Contar más cosas del argumento daría una idea muy equivocada acerca de esta película, que ha sido calificada como minimalista. Como tampoco creo mucho en este tipo de definiciones, no me atrevería a decir si es o no es minimalista, porque casi siempre el minimalismo lo es por contraste con eso otro que se puede llamar barroquismo, abundancia,  redundancia o adorno. A mí, como me suele suceder, me gustan las dos cosas y también las intermedias, y creo que a menudo sus fronteras son difusas.

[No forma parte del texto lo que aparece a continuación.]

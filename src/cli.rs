use std::path::PathBuf;

use clap::{Parser, Subcommand};

const DEFAULT_DATA_DIR: &str = concat!(env!("CARGO_MANIFEST_DIR"), "/data");

#[derive(Parser, Debug)]
#[command(name = "billing-cleaner")]
#[command(about = "Patient billing CSV cleaner (HTTP upload service + local CLI)", long_about = None)]
pub struct Args {
    #[command(subcommand)]
    pub cmd: Command,
}

#[derive(Subcommand, Debug)]
pub enum Command {
    /// Serve the upload page and the upload-and-clean API.
    Serve(ServeArgs),
    /// Clean a local CSV file and print its metrics as JSON.
    Clean(CleanArgs),
}

#[derive(clap::Args, Debug, Clone)]
pub struct ServeArgs {
    /// Directory holding temporary uploads and cleaned files.
    #[arg(long, default_value = DEFAULT_DATA_DIR)]
    pub data_dir: String,

    #[arg(long, default_value = "127.0.0.1")]
    pub host: String,

    #[arg(long, default_value_t = 5000)]
    pub port: u16,

    /// Largest accepted upload, in MiB.
    #[arg(long, default_value_t = 50)]
    pub max_upload_mb: usize,
}

#[derive(clap::Args, Debug, Clone)]
pub struct CleanArgs {
    /// Raw patient billing CSV.
    #[arg(long)]
    pub input: PathBuf,

    /// Cleaned CSV output path. Defaults to <input stem>-cleaned.csv next to the input.
    #[arg(long)]
    pub output: Option<PathBuf>,
}
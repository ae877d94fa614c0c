use std::path::{Path, PathBuf};

use anyhow::Context;

use crate::records::{RecordTable, write_cleaned_csv};
use crate::transform::{Metrics, clean_records};

/// Reads `input`, normalizes it and writes the cleaned CSV to `output`.
///
/// Nothing is written to `output` unless every step succeeds.
pub fn clean_file(input: &Path, output: &Path) -> anyhow::Result<Metrics> {
    let table = RecordTable::from_path(input)
        .with_context(|| format!("read {}", input.display()))?;
    let rows = table.len();

    let (cleaned, metrics) = clean_records(table)?;
    write_cleaned_csv(output, &cleaned)
        .with_context(|| format!("write {}", output.display()))?;

    tracing::info!(
        rows,
        total_billing = %metrics.total_billing,
        "Cleaned {} -> {}",
        input.display(),
        output.display()
    );
    Ok(metrics)
}

pub fn default_cleaned_output_path(input: &Path) -> PathBuf {
    let stem = input
        .file_stem()
        .and_then(|x| x.to_str())
        .unwrap_or("records");
    input.with_file_name(format!("{stem}-cleaned.csv"))
}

Últimamente algunas de mis ideas acerca del cine están cambiando. Espero que para bien. Casi siempre he pensado que una película ha de ser entretenida. Pero entretenido para mí no implica superficial, comercial, vulgar ni ninguna de esas cosas que a veces se asocian a lo entretenido. Por otra parte, comercial no implica tampoco necesariamente que algo sea malo: Shakespeare era muy comercial, Sófocles y Eurípides también, o al menos llenaban los teatros y se llevaban muchos de los premios . Chesterton decía que divertido no es lo contrario de serio, sino de aburrido. Estoy de acuerdo. No veo ninguna razón por la que uno tenga el deber de aburrirse al ver una película o al leer un libro.Ahora bien, eso del aburrimiento es muy subjetivo. Truffaut alababa a un crítico epatante que decía que una película ya era interesante por el mero hecho de ser mejicana. Yo pienso lo mismo del cine asiático, y probablemente también del africano (si es que he visto más de cinco películas africanas, más allá de las del norte de África).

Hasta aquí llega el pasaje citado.